[Assignment] From the line with "with annual escalation" through the line with "#[derive(Debug, Clone, PartialEq, Serialize, Deserialize)]", repeat the entries verbatim, both end lines included, and add nothing.

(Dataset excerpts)
****************************************

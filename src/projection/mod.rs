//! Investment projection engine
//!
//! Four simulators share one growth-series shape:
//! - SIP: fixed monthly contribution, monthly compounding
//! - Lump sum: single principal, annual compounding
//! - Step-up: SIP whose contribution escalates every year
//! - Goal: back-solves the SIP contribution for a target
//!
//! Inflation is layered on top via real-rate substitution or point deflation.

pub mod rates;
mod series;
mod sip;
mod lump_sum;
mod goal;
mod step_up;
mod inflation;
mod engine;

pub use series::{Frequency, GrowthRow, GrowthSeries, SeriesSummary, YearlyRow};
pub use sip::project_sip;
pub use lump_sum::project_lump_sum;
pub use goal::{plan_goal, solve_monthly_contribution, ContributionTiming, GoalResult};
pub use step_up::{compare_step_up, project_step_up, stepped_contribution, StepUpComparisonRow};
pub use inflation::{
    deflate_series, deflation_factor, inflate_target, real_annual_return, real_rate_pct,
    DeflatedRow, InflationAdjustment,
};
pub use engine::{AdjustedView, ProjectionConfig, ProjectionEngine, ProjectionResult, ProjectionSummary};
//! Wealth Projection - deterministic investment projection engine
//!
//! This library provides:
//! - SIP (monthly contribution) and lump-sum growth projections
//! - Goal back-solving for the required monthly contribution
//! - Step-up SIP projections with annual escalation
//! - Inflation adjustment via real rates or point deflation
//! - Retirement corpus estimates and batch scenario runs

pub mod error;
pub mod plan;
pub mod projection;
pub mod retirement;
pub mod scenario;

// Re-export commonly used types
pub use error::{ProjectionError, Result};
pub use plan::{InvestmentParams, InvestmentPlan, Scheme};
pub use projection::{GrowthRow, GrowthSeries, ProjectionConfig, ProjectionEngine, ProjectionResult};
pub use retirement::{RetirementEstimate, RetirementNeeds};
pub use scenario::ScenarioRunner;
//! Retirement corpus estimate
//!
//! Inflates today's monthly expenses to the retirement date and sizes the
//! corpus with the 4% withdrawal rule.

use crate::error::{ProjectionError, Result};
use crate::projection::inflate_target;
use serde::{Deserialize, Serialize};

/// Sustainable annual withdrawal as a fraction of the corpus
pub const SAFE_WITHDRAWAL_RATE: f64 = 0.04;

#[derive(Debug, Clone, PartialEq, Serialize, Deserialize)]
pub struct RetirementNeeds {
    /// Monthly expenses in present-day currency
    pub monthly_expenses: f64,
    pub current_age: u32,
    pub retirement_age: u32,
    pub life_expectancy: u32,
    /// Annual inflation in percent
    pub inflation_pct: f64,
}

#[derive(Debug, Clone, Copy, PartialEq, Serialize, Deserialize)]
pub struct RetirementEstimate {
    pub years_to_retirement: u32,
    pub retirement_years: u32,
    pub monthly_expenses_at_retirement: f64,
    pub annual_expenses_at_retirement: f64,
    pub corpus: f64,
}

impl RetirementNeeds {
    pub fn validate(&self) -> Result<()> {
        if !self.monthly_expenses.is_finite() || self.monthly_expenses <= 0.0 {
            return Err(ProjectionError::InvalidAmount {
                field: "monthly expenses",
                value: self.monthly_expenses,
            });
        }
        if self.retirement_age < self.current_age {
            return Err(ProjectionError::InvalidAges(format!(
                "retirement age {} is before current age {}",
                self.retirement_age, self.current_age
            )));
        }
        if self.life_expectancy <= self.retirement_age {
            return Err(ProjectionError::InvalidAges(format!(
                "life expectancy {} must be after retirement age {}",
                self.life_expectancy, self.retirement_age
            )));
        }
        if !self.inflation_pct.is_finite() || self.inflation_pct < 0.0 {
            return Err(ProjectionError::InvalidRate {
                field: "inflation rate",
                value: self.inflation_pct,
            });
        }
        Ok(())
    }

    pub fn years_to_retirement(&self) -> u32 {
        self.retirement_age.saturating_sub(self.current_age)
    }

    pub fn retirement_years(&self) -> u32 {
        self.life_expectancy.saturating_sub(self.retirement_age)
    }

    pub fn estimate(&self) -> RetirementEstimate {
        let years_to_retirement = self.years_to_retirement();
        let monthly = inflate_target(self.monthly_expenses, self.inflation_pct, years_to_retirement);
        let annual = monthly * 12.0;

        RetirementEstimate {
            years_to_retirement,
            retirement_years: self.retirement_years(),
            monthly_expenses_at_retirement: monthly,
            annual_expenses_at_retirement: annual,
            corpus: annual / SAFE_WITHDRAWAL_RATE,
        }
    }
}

****************************************

[Written solution]
//! - Step-up SIP projections with annual escalation
//! - Inflation adjustment via real rates or point deflation
//! - Retirement corpus estimates and batch scenario runs

pub mod error;
pub mod plan;
pub mod projection;
pub mod retirement;
pub mod scenario;

// Re-export commonly used types
pub use error::{ProjectionError, Result};
pub use plan::{InvestmentParams, InvestmentPlan, Scheme};
pub use projection::{GrowthRow, GrowthSeries, ProjectionConfig, ProjectionEngine, ProjectionResult};
pub use retirement::{RetirementEstimate, RetirementNeeds};
pub use scenario::ScenarioRunner;
//! Retirement corpus estimate
//!
//! Inflates today's monthly expenses to the retirement date and sizes the
//! corpus with the 4% withdrawal rule.

use crate::error::{ProjectionError, Result};
use crate::projection::inflate_target;
use serde::{Deserialize, Serialize};

/// Sustainable annual withdrawal as a fraction of the corpus
pub const SAFE_WITHDRAWAL_RATE: f64 = 0.04;

#[derive(Debug, Clone, PartialEq, Serialize, Deserialize)]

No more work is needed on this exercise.